Species of flowering plant

Teucrium marum, commonly known as cat thyme or kitty crack, is a species of germander. Its small, oval leaves give it a thyme-like appearance, but the musty scent is quite unlike the delicate aroma of thyme. Cat thyme is a mounding, tender perennial with grey-green leaves tipped by fragrant pink flowers in summer.

Teucrium marum is native to the Western Mediterranean.

== Description ==
Teucrium marum has oval leaves, broader at the base, downy beneath, with uncut margins. It is in leaf all year. The flowers, appearing between July and September in the northern hemisphere, are in one-sided spikes, and the corollas are crimson in color. The leaves and younger branches when fresh, on being rubbed emit a volatile, pungent, aromatic smell, which excites sneezing, but in taste they are somewhat bitter, accompanied by a sensation of heat.

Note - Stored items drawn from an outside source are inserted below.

//! Centrally-defined coercion between the host representations.
//!
//! Every host↔device boundary that changes representation calls through
//! here. The conversions follow standard floating-point semantics:
//!
//! - `f64` → `f32` narrows with round-to-nearest; values outside the `f32`
//!   range become infinities. Lossy and non-configurable.
//! - `i32` → `f32` widens; magnitudes above 2^24 lose low bits.
//! - `f32` → `i32` truncates toward zero, saturating at the `i32` bounds
//!   (the defined behavior of Rust's `as`); NaN becomes 0.

/// Narrow one double to the float representation.
pub fn narrow(x: f64) -> f32 {
    x as f32
}

/// Widen one integer to the float representation.
pub fn widen_int(x: i32) -> f32 {
    x as f32
}

/// Truncate one float toward zero.
pub fn truncate(x: f32) -> i32 {
    x as i32
}

/// Narrow a double slice to floats.
pub fn narrow_f64(data: &[f64]) -> Vec<f32> {
    data.iter().map(|&x| narrow(x)).collect()
}

/// Widen an integer slice to floats.
pub fn widen_i32(data: &[i32]) -> Vec<f32> {
    data.iter().map(|&x| widen_int(x)).collect()
}

/// Widen a float slice to doubles. Exact.
pub fn widen_f32(data: &[f32]) -> Vec<f64> {
    data.iter().map(|&x| f64::from(x)).collect()
}

/// Truncate a float slice toward zero.
pub fn truncate_f32(data: &[f32]) -> Vec<i32> {
    data.iter().map(|&x| truncate(x)).collect()
}
//! Typed, device-resident float buffers with explicit host↔device
//! marshalling.
//!
//! The crate is the storage substrate for numeric array layers above it:
//! a [`FloatBuffer`] owns one contiguous allocation of accelerator memory
//! through a [`DeviceHandle`] and mediates every transfer touching it.
//! Host data in the double or integer representations is coerced to the
//! canonical `f32` representation at the boundary (see `floret-dtype`).
//!
//! # Module Organization
//!
//! - [`allocator`] - The transfer service's allocation half: [`RawBuffer`],
//!   the [`Allocator`] trait, host and CUDA backends
//! - [`handle`] - [`DeviceHandle`], one lazily-allocated device region with
//!   strided vector transfer primitives
//! - [`buffer`] - [`FloatBuffer`], the typed buffer and its operation set
//! - [`op`] - the host-side element-wise transform abstraction
//! - [`error`] - error types and result handling
//!
//! GPU support is gated behind the `cuda` feature; the default build is
//! host-only and exercises the same transfer protocol against process
//! memory.

pub mod allocator;
pub mod buffer;
pub mod error;
pub mod handle;
pub mod op;


pub use allocator::{Allocator, HostAllocator, RawBuffer};
pub use buffer::FloatBuffer;
pub use error::{Error, Result};
pub use handle::DeviceHandle;
pub use op::ElementWiseOp;

#[cfg(feature = "cuda")]
pub use allocator::CudaAllocator;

Teucrium marum will live through the winter in the open, on dry soil and in a good situation, when the frosts are not severe, though it is frequently killed in hard winters if unprotected by mats or other covering. Older plants can grow 3 or 4 feet high if grown in a mild climate.

Teucrium marum has a similar effect on cats to catnip.

== Taxonomy ==
Teucrium mare is part of a complex of three subspecies :
- T. marum subsp. marum
- T. marum subsp. occidentale
- T. marum subsp. drosocalyx
Quantitative and qualitative differences in the volatile components within and between taxa have been found.